Data in this exercise: Begin

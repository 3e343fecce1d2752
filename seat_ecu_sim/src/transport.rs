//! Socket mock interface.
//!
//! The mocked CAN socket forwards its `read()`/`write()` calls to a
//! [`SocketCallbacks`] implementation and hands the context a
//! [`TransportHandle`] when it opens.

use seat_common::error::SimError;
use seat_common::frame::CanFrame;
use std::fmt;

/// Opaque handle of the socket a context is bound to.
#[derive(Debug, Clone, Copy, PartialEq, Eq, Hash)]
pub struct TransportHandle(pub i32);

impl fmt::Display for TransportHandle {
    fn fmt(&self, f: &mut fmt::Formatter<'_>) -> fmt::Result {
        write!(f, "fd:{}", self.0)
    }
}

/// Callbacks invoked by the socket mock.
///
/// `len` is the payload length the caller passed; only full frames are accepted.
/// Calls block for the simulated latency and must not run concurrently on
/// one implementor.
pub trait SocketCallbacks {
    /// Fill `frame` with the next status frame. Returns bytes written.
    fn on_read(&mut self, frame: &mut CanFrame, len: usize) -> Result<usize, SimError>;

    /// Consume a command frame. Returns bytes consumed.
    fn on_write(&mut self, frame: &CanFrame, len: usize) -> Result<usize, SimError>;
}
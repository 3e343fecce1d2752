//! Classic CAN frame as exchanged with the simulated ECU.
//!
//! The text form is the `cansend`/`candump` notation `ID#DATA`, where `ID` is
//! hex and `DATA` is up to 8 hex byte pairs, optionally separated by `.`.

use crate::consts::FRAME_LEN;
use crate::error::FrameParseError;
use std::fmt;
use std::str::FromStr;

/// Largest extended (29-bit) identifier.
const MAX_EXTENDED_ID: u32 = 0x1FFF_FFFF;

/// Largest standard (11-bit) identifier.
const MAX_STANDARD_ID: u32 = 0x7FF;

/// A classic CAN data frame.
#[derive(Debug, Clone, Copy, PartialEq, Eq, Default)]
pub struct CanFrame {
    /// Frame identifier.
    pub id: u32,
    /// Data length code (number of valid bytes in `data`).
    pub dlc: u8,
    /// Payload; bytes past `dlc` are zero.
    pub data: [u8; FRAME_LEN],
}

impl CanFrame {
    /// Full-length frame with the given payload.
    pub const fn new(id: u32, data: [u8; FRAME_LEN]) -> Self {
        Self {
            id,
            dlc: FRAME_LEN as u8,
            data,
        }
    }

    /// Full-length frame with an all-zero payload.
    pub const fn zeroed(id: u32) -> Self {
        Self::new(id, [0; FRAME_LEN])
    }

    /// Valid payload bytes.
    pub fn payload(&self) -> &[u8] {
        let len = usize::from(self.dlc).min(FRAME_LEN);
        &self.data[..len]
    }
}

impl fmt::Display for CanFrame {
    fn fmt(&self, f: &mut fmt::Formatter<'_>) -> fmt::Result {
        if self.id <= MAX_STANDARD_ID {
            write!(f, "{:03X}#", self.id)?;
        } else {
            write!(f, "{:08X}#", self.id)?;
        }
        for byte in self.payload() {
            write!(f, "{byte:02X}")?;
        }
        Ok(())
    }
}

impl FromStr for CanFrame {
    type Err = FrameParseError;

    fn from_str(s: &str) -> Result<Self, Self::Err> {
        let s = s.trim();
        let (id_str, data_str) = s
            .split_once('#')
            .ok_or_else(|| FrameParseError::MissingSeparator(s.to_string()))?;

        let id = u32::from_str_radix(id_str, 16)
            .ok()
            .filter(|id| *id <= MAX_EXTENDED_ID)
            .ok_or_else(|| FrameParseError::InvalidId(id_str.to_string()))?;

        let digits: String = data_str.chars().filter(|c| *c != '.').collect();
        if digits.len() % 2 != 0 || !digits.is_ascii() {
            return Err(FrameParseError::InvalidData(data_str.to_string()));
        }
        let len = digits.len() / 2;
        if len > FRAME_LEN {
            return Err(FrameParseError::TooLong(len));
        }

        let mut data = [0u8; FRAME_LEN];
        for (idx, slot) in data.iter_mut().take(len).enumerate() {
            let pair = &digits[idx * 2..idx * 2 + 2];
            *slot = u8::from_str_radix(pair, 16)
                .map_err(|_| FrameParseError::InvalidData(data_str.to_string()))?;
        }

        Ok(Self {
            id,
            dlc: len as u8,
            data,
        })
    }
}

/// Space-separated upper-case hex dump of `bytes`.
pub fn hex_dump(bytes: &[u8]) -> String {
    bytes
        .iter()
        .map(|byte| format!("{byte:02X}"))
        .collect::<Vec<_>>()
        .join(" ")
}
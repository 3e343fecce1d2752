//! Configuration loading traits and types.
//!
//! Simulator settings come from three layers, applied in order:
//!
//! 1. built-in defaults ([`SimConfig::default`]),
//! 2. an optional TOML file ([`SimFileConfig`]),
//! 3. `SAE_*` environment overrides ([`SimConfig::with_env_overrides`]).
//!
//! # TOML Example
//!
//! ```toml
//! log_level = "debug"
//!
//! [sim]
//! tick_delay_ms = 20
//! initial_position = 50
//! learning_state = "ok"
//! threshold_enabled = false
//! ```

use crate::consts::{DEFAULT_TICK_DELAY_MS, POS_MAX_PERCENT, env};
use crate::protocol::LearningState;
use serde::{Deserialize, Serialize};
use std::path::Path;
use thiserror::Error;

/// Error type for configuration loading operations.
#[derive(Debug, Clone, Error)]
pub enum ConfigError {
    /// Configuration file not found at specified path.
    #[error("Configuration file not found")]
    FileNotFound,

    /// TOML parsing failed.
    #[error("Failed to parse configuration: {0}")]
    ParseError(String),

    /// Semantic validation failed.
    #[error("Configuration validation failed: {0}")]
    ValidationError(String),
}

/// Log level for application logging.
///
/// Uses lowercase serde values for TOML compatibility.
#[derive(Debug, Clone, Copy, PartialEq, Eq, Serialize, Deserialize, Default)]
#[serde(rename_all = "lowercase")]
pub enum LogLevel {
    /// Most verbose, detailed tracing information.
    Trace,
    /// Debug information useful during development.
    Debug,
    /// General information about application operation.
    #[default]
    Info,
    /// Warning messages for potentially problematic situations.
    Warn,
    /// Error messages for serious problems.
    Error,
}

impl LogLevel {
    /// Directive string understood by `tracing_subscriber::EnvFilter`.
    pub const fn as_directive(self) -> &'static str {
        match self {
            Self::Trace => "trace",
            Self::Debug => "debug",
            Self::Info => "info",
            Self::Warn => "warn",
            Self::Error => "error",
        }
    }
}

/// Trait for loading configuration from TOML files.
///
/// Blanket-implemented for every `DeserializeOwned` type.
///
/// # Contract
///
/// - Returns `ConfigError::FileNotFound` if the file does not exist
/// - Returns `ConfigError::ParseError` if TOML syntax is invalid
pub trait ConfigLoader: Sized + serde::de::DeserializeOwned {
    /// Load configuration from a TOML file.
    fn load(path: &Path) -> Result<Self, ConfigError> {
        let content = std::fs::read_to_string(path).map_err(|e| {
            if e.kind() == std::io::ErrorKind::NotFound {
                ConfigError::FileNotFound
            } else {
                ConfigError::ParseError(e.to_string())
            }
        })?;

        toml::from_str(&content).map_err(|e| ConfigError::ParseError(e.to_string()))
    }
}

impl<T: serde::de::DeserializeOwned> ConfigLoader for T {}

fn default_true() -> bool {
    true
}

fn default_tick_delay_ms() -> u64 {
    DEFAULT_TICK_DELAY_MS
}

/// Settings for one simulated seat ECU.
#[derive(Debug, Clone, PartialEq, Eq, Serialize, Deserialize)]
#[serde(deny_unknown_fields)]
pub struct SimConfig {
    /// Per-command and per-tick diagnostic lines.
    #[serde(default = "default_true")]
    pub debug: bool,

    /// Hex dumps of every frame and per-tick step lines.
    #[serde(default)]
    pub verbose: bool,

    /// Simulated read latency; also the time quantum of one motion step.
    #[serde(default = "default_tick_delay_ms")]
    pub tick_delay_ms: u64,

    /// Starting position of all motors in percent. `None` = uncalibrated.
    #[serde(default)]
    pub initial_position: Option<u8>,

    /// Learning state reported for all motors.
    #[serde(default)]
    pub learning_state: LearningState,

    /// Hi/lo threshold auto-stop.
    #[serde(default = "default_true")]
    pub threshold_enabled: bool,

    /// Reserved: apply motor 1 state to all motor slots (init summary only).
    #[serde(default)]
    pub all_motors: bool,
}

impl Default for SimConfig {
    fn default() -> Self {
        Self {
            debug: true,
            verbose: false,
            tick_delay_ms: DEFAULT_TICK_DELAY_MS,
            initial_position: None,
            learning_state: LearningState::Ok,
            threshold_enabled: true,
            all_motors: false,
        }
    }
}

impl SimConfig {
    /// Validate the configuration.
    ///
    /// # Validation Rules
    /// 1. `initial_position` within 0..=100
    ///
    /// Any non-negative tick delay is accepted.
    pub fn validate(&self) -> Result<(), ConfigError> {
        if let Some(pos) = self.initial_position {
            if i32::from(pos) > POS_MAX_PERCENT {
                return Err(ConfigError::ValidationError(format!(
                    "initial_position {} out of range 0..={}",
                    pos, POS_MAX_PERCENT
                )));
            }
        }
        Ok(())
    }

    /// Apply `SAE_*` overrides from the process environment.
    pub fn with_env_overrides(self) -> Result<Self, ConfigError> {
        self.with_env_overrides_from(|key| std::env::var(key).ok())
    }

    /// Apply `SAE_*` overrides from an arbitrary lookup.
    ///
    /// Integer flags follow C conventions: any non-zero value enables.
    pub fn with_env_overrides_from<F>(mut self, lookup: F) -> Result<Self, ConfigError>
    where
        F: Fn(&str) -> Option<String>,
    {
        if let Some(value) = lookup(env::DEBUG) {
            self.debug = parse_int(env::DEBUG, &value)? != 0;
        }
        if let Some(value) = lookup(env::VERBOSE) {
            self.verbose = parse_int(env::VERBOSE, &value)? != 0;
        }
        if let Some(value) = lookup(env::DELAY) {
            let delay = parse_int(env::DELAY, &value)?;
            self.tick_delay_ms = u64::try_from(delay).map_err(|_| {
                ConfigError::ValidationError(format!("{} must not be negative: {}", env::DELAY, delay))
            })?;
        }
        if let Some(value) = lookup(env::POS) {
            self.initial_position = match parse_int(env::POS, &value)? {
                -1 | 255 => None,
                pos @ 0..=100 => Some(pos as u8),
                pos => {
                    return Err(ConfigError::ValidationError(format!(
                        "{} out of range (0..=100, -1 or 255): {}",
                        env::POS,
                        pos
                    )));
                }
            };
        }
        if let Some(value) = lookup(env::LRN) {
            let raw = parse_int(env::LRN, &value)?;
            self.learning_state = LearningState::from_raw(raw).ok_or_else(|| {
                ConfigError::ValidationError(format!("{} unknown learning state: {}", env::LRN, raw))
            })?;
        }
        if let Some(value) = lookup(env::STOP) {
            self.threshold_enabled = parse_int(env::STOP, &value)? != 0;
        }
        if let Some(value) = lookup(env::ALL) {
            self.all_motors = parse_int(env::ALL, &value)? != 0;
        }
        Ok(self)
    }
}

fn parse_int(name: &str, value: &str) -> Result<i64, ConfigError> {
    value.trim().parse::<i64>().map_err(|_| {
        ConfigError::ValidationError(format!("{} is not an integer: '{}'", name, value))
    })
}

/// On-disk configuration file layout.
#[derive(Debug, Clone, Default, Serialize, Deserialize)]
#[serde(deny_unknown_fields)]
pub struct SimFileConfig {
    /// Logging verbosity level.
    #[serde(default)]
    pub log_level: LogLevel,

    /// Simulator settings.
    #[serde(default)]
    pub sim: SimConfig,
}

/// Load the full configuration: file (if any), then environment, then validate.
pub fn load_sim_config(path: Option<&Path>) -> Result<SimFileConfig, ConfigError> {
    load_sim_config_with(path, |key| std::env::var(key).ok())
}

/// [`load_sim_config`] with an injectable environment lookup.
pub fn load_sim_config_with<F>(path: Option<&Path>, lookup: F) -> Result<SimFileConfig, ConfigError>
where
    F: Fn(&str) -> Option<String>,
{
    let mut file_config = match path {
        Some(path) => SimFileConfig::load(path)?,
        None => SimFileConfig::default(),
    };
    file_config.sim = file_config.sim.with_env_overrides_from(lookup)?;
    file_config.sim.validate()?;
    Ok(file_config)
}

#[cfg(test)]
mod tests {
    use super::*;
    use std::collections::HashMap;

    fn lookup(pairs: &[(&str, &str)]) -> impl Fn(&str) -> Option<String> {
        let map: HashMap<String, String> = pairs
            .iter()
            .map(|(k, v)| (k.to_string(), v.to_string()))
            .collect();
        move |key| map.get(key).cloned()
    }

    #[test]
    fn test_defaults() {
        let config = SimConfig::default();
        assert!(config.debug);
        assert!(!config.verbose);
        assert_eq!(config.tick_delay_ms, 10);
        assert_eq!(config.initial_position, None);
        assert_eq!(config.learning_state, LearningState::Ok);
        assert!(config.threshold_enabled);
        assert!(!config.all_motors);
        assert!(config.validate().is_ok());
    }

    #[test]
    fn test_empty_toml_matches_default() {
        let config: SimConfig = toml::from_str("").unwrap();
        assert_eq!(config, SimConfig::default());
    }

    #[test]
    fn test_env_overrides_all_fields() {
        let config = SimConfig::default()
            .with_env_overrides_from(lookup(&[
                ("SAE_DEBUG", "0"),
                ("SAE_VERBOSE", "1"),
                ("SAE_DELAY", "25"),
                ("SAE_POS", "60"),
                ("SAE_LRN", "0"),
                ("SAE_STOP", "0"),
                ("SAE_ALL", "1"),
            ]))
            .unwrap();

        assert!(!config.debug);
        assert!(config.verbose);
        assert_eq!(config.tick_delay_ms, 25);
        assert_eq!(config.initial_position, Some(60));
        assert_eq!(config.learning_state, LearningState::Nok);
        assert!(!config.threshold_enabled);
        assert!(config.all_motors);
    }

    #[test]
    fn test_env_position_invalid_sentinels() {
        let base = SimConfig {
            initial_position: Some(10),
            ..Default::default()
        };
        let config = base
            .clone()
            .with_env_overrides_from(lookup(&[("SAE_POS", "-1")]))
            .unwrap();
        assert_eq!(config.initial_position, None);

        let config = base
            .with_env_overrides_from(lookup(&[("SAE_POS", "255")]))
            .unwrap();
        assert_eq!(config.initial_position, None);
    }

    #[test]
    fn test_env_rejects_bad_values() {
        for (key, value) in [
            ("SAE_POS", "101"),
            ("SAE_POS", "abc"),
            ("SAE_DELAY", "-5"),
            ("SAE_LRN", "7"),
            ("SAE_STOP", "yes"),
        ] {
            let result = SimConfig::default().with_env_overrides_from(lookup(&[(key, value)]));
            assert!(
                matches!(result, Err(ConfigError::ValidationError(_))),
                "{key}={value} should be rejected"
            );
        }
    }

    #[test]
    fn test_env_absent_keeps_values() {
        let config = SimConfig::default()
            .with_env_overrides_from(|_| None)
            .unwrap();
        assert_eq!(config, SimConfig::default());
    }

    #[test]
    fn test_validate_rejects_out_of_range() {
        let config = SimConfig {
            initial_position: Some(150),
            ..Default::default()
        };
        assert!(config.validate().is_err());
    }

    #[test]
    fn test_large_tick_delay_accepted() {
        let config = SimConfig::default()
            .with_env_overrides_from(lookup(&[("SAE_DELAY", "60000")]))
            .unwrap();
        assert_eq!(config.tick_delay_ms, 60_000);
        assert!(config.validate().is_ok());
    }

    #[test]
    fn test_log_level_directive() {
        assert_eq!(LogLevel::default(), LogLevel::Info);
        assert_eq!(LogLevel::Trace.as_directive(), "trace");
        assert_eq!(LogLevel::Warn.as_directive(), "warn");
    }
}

Data in this exercise: End

Each line from the first line of the entries up to and including the line containing "pub struct TransportHandle(pub i32);" should be transcribed exactly, with all other lines left out.

repository 3e343fecce1d2752
filename seat_ecu_sim/src/transport.rs
//! Socket mock interface.
//!
//! The mocked CAN socket forwards its `read()`/`write()` calls to a
//! [`SocketCallbacks`] implementation and hands the context a
//! [`TransportHandle`] when it opens.

use seat_common::error::SimError;
use seat_common::frame::CanFrame;
use std::fmt;

/// Opaque handle of the socket a context is bound to.
#[derive(Debug, Clone, Copy, PartialEq, Eq, Hash)]
pub struct TransportHandle(pub i32);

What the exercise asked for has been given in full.